Task:
When you answer, give every record back exactly as written.

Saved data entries
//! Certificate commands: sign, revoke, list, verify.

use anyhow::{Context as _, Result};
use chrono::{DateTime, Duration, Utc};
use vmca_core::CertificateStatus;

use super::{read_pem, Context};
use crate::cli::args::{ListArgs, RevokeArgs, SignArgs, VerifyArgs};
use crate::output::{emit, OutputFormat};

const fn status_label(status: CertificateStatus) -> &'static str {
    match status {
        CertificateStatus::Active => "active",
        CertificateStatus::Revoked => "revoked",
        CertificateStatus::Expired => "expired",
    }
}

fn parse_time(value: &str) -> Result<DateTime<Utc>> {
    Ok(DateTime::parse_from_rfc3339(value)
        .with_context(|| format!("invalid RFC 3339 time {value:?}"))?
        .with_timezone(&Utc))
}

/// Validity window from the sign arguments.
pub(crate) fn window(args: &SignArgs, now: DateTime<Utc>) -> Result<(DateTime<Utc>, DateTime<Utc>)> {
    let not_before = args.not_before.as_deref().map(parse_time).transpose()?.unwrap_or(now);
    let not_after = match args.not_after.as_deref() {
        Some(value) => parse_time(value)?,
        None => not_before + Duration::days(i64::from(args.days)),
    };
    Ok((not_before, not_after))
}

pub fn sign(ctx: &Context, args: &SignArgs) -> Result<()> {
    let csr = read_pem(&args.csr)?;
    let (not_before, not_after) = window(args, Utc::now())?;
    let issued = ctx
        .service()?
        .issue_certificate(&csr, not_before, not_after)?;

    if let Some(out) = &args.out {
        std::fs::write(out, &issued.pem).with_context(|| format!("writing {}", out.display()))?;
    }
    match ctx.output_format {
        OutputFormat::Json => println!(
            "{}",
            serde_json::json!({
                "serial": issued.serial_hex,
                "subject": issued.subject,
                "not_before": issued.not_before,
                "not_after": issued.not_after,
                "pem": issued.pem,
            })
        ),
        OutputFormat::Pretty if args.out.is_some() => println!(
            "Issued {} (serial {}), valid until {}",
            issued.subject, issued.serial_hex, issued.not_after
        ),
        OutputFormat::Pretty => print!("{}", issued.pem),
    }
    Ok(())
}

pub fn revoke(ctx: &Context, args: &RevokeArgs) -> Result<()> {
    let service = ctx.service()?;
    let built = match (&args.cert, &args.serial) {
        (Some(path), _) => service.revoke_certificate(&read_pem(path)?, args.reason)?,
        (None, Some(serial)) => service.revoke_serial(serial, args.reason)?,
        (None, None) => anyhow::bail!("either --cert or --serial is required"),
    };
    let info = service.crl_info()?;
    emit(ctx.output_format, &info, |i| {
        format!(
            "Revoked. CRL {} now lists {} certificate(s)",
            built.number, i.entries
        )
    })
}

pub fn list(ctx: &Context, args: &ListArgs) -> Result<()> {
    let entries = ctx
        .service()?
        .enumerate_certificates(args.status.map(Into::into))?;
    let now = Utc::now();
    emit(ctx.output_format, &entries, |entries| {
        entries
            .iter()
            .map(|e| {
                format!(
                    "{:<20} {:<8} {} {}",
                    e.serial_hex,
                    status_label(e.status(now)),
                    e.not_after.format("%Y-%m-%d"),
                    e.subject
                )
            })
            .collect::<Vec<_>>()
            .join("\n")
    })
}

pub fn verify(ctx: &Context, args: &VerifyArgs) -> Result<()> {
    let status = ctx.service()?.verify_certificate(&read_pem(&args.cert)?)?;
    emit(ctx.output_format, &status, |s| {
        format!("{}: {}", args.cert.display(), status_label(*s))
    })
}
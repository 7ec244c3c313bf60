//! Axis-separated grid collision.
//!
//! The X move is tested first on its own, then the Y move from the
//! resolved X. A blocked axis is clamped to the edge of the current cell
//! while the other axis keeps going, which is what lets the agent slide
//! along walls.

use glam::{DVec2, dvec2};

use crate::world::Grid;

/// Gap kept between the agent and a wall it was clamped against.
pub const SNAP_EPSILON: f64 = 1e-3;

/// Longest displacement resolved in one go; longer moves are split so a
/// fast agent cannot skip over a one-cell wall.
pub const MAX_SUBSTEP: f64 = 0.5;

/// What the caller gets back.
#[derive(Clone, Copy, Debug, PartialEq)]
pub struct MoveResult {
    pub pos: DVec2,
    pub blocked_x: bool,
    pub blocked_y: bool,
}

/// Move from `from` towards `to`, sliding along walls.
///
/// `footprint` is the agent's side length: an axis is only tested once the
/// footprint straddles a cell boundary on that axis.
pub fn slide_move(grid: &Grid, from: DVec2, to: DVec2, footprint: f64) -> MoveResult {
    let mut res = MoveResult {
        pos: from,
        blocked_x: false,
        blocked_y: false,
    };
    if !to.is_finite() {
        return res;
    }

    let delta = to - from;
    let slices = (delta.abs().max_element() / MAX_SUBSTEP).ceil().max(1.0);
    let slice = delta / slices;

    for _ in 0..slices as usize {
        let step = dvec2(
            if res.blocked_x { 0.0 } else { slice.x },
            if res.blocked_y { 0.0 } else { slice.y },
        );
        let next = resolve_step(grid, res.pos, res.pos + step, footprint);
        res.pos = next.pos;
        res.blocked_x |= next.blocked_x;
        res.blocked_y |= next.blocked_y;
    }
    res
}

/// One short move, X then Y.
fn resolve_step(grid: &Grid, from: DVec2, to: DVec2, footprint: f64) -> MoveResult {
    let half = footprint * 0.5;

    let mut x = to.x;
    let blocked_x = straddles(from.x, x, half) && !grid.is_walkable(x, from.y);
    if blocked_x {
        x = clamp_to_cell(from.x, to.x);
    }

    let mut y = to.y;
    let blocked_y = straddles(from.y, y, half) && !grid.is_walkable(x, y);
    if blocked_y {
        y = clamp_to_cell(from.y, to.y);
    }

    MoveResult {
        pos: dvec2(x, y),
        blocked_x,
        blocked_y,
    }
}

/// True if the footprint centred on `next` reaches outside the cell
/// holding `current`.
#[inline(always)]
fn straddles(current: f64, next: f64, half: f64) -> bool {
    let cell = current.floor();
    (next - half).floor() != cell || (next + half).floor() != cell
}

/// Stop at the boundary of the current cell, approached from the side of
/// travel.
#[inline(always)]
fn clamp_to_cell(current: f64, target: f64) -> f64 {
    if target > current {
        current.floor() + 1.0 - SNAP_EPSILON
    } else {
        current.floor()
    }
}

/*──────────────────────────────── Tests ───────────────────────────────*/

Result:
//! Certificate commands: sign, revoke, list, verify.

use anyhow::{Context as _, Result};
use chrono::{DateTime, Duration, Utc};
use vmca_core::CertificateStatus;

use super::{read_pem, Context};
use crate::cli::args::{ListArgs, RevokeArgs, SignArgs, VerifyArgs};
use crate::output::{emit, OutputFormat};

const fn status_label(status: CertificateStatus) -> &'static str {
    match status {
        CertificateStatus::Active => "active",
        CertificateStatus::Revoked => "revoked",
        CertificateStatus::Expired => "expired",
    }
}

fn parse_time(value: &str) -> Result<DateTime<Utc>> {
    Ok(DateTime::parse_from_rfc3339(value)
        .with_context(|| format!("invalid RFC 3339 time {value:?}"))?
        .with_timezone(&Utc))
}

/// Validity window from the sign arguments.
pub(crate) fn window(args: &SignArgs, now: DateTime<Utc>) -> Result<(DateTime<Utc>, DateTime<Utc>)> {
    let not_before = args.not_before.as_deref().map(parse_time).transpose()?.unwrap_or(now);
    let not_after = match args.not_after.as_deref() {
        Some(value) => parse_time(value)?,
        None => not_before + Duration::days(i64::from(args.days)),
    };
    Ok((not_before, not_after))
}

pub fn sign(ctx: &Context, args: &SignArgs) -> Result<()> {
    let csr = read_pem(&args.csr)?;
    let (not_before, not_after) = window(args, Utc::now())?;
    let issued = ctx
        .service()?
        .issue_certificate(&csr, not_before, not_after)?;

    if let Some(out) = &args.out {
        std::fs::write(out, &issued.pem).with_context(|| format!("writing {}", out.display()))?;
    }
    match ctx.output_format {
        OutputFormat::Json => println!(
            "{}",
            serde_json::json!({
                "serial": issued.serial_hex,
                "subject": issued.subject,
                "not_before": issued.not_before,
                "not_after": issued.not_after,
                "pem": issued.pem,
            })
        ),
        OutputFormat::Pretty if args.out.is_some() => println!(
            "Issued {} (serial {}), valid until {}",
            issued.subject, issued.serial_hex, issued.not_after
        ),
        OutputFormat::Pretty => print!("{}", issued.pem),
    }
    Ok(())
}

pub fn revoke(ctx: &Context, args: &RevokeArgs) -> Result<()> {
    let service = ctx.service()?;
    let built = match (&args.cert, &args.serial) {
        (Some(path), _) => service.revoke_certificate(&read_pem(path)?, args.reason)?,
        (None, Some(serial)) => service.revoke_serial(serial, args.reason)?,
        (None, None) => anyhow::bail!("either --cert or --serial is required"),
    };
    let info = service.crl_info()?;
    emit(ctx.output_format, &info, |i| {
        format!(
            "Revoked. CRL {} now lists {} certificate(s)",
            built.number, i.entries
        )
    })
}

pub fn list(ctx: &Context, args: &ListArgs) -> Result<()> {
    let entries = ctx
        .service()?
        .enumerate_certificates(args.status.map(Into::into))?;
    let now = Utc::now();
    emit(ctx.output_format, &entries, |entries| {
        entries
            .iter()
            .map(|e| {
                format!(
                    "{:<20} {:<8} {} {}",
                    e.serial_hex,
                    status_label(e.status(now)),
                    e.not_after.format("%Y-%m-%d"),
                    e.subject
                )
            })
            .collect::<Vec<_>>()
            .join("\n")
    })
}

pub fn verify(ctx: &Context, args: &VerifyArgs) -> Result<()> {
    let status = ctx.service()?.verify_certificate(&read_pem(&args.cert)?)?;
    emit(ctx.output_format, &status, |s| {
        format!("{}: {}", args.cert.display(), status_label(*s))
    })
}
repository 7ec244c3c313bf60
//! Axis-separated grid collision.
//!
//! The X move is tested first on its own, then the Y move from the
//! resolved X. A blocked axis is clamped to the edge of the current cell
//! while the other axis keeps going, which is what lets the agent slide
//! along walls.

use glam::{DVec2, dvec2};

use crate::world::Grid;

/// Gap kept between the agent and a wall it was clamped against.
pub const SNAP_EPSILON: f64 = 1e-3;

/// Longest displacement resolved in one go; longer moves are split so a
/// fast agent cannot skip over a one-cell wall.
pub const MAX_SUBSTEP: f64 = 0.5;

/// What the caller gets back.
#[derive(Clone, Copy, Debug, PartialEq)]
pub struct MoveResult {
    pub pos: DVec2,
    pub blocked_x: bool,
    pub blocked_y: bool,
}

/// Move from `from` towards `to`, sliding along walls.
///
/// `footprint` is the agent's side length: an axis is only tested once the
/// footprint straddles a cell boundary on that axis.
pub fn slide_move(grid: &Grid, from: DVec2, to: DVec2, footprint: f64) -> MoveResult {
    let mut res = MoveResult {
        pos: from,
        blocked_x: false,
        blocked_y: false,
    };
    if !to.is_finite() {
        return res;
    }

    let delta = to - from;
    let slices = (delta.abs().max_element() / MAX_SUBSTEP).ceil().max(1.0);
    let slice = delta / slices;

    for _ in 0..slices as usize {
        let step = dvec2(
            if res.blocked_x { 0.0 } else { slice.x },
            if res.blocked_y { 0.0 } else { slice.y },
        );
        let next = resolve_step(grid, res.pos, res.pos + step, footprint);
        res.pos = next.pos;
        res.blocked_x |= next.blocked_x;
        res.blocked_y |= next.blocked_y;
    }
    res
}

/// One short move, X then Y.
fn resolve_step(grid: &Grid, from: DVec2, to: DVec2, footprint: f64) -> MoveResult {
    let half = footprint * 0.5;

    let mut x = to.x;
    let blocked_x = straddles(from.x, x, half) && !grid.is_walkable(x, from.y);
    if blocked_x {
        x = clamp_to_cell(from.x, to.x);
    }

    let mut y = to.y;
    let blocked_y = straddles(from.y, y, half) && !grid.is_walkable(x, y);
    if blocked_y {
        y = clamp_to_cell(from.y, to.y);
    }

    MoveResult {
        pos: dvec2(x, y),
        blocked_x,
        blocked_y,
    }
}

/// True if the footprint centred on `next` reaches outside the cell
/// holding `current`.
#[inline(always)]
fn straddles(current: f64, next: f64, half: f64) -> bool {
    let cell = current.floor();
    (next - half).floor() != cell || (next + half).floor() != cell
}

/// Stop at the boundary of the current cell, approached from the side of
/// travel.
#[inline(always)]
fn clamp_to_cell(current: f64, target: f64) -> f64 {
    if target > current {
        current.floor() + 1.0 - SNAP_EPSILON
    } else {
        current.floor()
    }
}

/*──────────────────────────────── Tests ───────────────────────────────*/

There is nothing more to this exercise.